Painting by assistants of Raphael

The Donation of Constantine or Donation of Rome is a painting by assistants of the Italian renaissance artist Raphael. It was most likely painted by Gianfrancesco Penni or Giulio Romano, somewhere between 1520 and 1524. After the master's death in 1520, they worked together with other members of Raphael's workshop to finish the commission to decorate with frescoes the rooms that are now known as the Stanze di Raffaello, in the Apostolic Palace in the Vatican. The Donation of Constantine is located in the Sala di Costantino ("Hall of Constantine"). It was inspired by the famous forged documents that supposedly granted the Popes sovereignty over Rome's territorial dominions.

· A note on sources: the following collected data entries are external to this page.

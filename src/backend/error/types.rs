/**
 * Backend Error Types
 *
 * This module defines the error type returned by repositories and HTTP
 * handlers. Every variant maps to exactly one HTTP status.
 *
 * # Error Categories
 *
 * | Variant | Status |
 * |---|---|
 * | `Validation`, `BadRequest` | 400 |
 * | `Unauthenticated` | 401 |
 * | `Forbidden` | 403 |
 * | `NotFound` | 404 |
 * | `DuplicateKey` | 409 |
 * | `Credential`, `Database`, `Internal` | 500 |
 *
 * Store errors are classified on conversion: uniqueness violations become
 * `DuplicateKey`, foreign-key violations a `Validation` error on
 * `author_id`, and everything else stays an opaque `Database` error.
 */

use axum::http::StatusCode;
use thiserror::Error;

use crate::backend::auth::credentials::CredentialError;
use crate::backend::auth::sessions::TokenError;
use crate::shared::SharedError;

/// Columns with a uniqueness constraint, in the order they are matched
/// against a driver's constraint name or message
const UNIQUE_FIELDS: [&str; 3] = ["license_number", "username", "email"];

/// Client message for any rejected bearer token, expired or not
pub const INVALID_TOKEN_MESSAGE: &str = "invalid or expired token";

/// Backend-specific error types
#[derive(Debug, Error)]
pub enum BackendError {
    /// A record failed a field rule
    #[error(transparent)]
    Validation(#[from] SharedError),

    /// The request could not be decoded (bad JSON, non-numeric id, ...)
    #[error("bad request: {0}")]
    BadRequest(String),

    /// A unique column already holds this value
    #[error("{field} already exists")]
    DuplicateKey {
        /// The conflicting column
        field: String,
    },

    /// The addressed record does not exist
    #[error("{0} not found")]
    NotFound(&'static str),

    /// Missing, malformed, invalid or expired credentials
    #[error("unauthenticated: {0}")]
    Unauthenticated(String),

    /// Authenticated, but the role does not allow this
    #[error("forbidden")]
    Forbidden,

    /// Password hashing or verification failed structurally
    #[error(transparent)]
    Credential(#[from] CredentialError),

    /// Unclassified store failure
    #[error("database error: {0}")]
    Database(sqlx::Error),

    /// Anything else that is our fault
    #[error("internal error: {0}")]
    Internal(String),
}

impl BackendError {
    pub fn bad_request(message: impl Into<String>) -> Self {
        Self::BadRequest(message.into())
    }

    pub fn unauthenticated(message: impl Into<String>) -> Self {
        Self::Unauthenticated(message.into())
    }

    pub fn internal(message: impl Into<String>) -> Self {
        Self::Internal(message.into())
    }

    /// Get the HTTP status code for this error
    pub fn status_code(&self) -> StatusCode {
        match self {
            Self::Validation(_) | Self::BadRequest(_) => StatusCode::BAD_REQUEST,
            Self::DuplicateKey { .. } => StatusCode::CONFLICT,
            Self::NotFound(_) => StatusCode::NOT_FOUND,
            Self::Unauthenticated(_) => StatusCode::UNAUTHORIZED,
            Self::Forbidden => StatusCode::FORBIDDEN,
            Self::Credential(_) | Self::Database(_) | Self::Internal(_) => {
                StatusCode::INTERNAL_SERVER_ERROR
            }
        }
    }

    /// Client-facing message; internal details are never exposed
    pub fn message(&self) -> String {
        match self {
            Self::Validation(err) => err.reason(),
            Self::BadRequest(message) => message.clone(),
            Self::DuplicateKey { field } => format!("{} already exists", field),
            Self::NotFound(what) => format!("{} not found", what),
            Self::Unauthenticated(message) => message.clone(),
            Self::Forbidden => "admin access required".to_string(),
            Self::Credential(_) | Self::Database(_) | Self::Internal(_) => {
                "internal server error".to_string()
            }
        }
    }

    /// Offending field, for validation and uniqueness errors
    pub fn field(&self) -> Option<&str> {
        match self {
            Self::Validation(err) => err.field(),
            Self::DuplicateKey { field } => Some(field),
            _ => None,
        }
    }

    pub fn is_internal(&self) -> bool {
        self.status_code().is_server_error()
    }
}

impl From<sqlx::Error> for BackendError {
    fn from(err: sqlx::Error) -> Self {
        if let sqlx::Error::Database(db_err) = &err {
            if db_err.is_unique_violation() {
                let haystack = format!(
                    "{} {}",
                    db_err.constraint().unwrap_or_default(),
                    db_err.message()
                );
                let field = UNIQUE_FIELDS
                    .iter()
                    .find(|f| haystack.contains(*f))
                    .copied()
                    .unwrap_or("record");
                return Self::DuplicateKey {
                    field: field.to_string(),
                };
            }
            if db_err.is_foreign_key_violation() {
                return Self::Validation(SharedError::validation(
                    "author_id",
                    "author does not exist",
                ));
            }
        }
        Self::Database(err)
    }
}

impl From<TokenError> for BackendError {
    fn from(err: TokenError) -> Self {
        match err {
            TokenError::InvalidToken | TokenError::ExpiredToken => {
                Self::unauthenticated(INVALID_TOKEN_MESSAGE)
            }
            TokenError::Signing(message) => Self::Internal(message),
        }
    }
}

The painting depicts an apocryphal historical event: Emperor Constantine kneels before Pope Sylvester I and offers the Pope and his successors control of the city of Rome and the entire Western Roman Empire. The depiction of Sylvester is modeled after Pope Clement VII who became pope in 1523. The painting (anachronistically) shows the interior of the original Saint Peter's Basilica, which was in the process of being rebuilt at the time the painting was made. In the center background of the painting is the altar with its twisted, Solomonic columns. These columns were a gift from Constantine who supposedly took them from the ruined Jewish temple.